In the records that follow, find each line containing "anyhow" and copy it.

* **Given data**:

++++++

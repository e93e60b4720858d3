//! Analyze command implementation.

use anyhow::Context;
use check_this_core::{AnalyzeRequest, Language};
use check_this_rules::default_engine;
use std::io::{Read, Write};
use std::path::{Path, PathBuf};

use crate::config_resolver;
use crate::exit_codes::{EXIT_INTERNAL_ERROR, EXIT_INVALID_INPUT};
use crate::OutputFormat;

/// Arguments for `check-this analyze`.
#[derive(Debug, Clone, Default)]
pub struct AnalyzeArgs {
    /// Path reported in the envelope; also drives language detection.
    pub path: Option<PathBuf>,
    /// Explicit language identifier.
    pub lang: Option<String>,
    /// Output format.
    pub format: OutputFormat,
    /// Explicit configuration file.
    pub config: Option<PathBuf>,
}

/// Failure of the analyze command, split by exit code.
#[derive(Debug, thiserror::Error)]
pub enum AnalyzeError {
    /// The request or its configuration was rejected.
    #[error("{0:#}")]
    Invalid(anyhow::Error),
    /// Reading input or writing output failed.
    #[error("{0:#}")]
    Internal(anyhow::Error),
}

impl AnalyzeError {
    /// Process exit code for this failure.
    #[must_use]
    pub fn exit_code(&self) -> i32 {
        match self {
            Self::Invalid(_) => EXIT_INVALID_INPUT,
            Self::Internal(_) => EXIT_INTERNAL_ERROR,
        }
    }
}

/// Runs the analyze command against stdin and stdout.
///
/// # Errors
///
/// See [`AnalyzeError`].
pub fn run(args: &AnalyzeArgs) -> Result<(), AnalyzeError> {
    let stdin = std::io::stdin();
    let stdout = std::io::stdout();
    run_with(args, &mut stdin.lock(), &mut stdout.lock())
}

/// Reads source from `input`, analyzes it, and writes the report to `out`.
///
/// Nothing is written to `out` unless analysis actually ran.
///
/// # Errors
///
/// See [`AnalyzeError`].
pub fn run_with(
    args: &AnalyzeArgs,
    input: &mut dyn Read,
    out: &mut dyn Write,
) -> Result<(), AnalyzeError> {
    let mut source = Vec::new();
    input
        .read_to_end(&mut source)
        .context("Failed to read source from stdin")
        .map_err(AnalyzeError::Internal)?;

    let project_dir = args
        .path
        .as_deref()
        .and_then(Path::parent)
        .filter(|p| !p.as_os_str().is_empty())
        .unwrap_or_else(|| Path::new("."));
    let loaded = config_resolver::load(project_dir, args.config.as_deref())
        .context("Failed to load config")
        .map_err(AnalyzeError::Invalid)?;
    for layer in &loaded.sources {
        tracing::debug!("Applied config layer: {}", layer.display());
    }

    let request = AnalyzeRequest {
        path: args.path.as_ref().map(|p| p.display().to_string()),
        language: Language::detect(args.lang.as_deref(), args.path.as_deref()),
        source,
        config: loaded.config,
        version: None,
    };
    let validated = request
        .validate()
        .context("Invalid request")
        .map_err(AnalyzeError::Invalid)?;

    let engine = default_engine();
    tracing::info!(
        "Analyzing {} as {} with {} rules",
        validated.request().path.as_deref().unwrap_or("<stdin>"),
        validated.language(),
        engine.rules().len()
    );
    let output = engine.analyze(&validated);

    super::output::write(out, &output, &validated.request().source, args.format)
        .context("Failed to write report")
        .map_err(AnalyzeError::Internal)
}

++++++

* **Written answer**:
use anyhow::Context;
    Invalid(anyhow::Error),
    Internal(anyhow::Error),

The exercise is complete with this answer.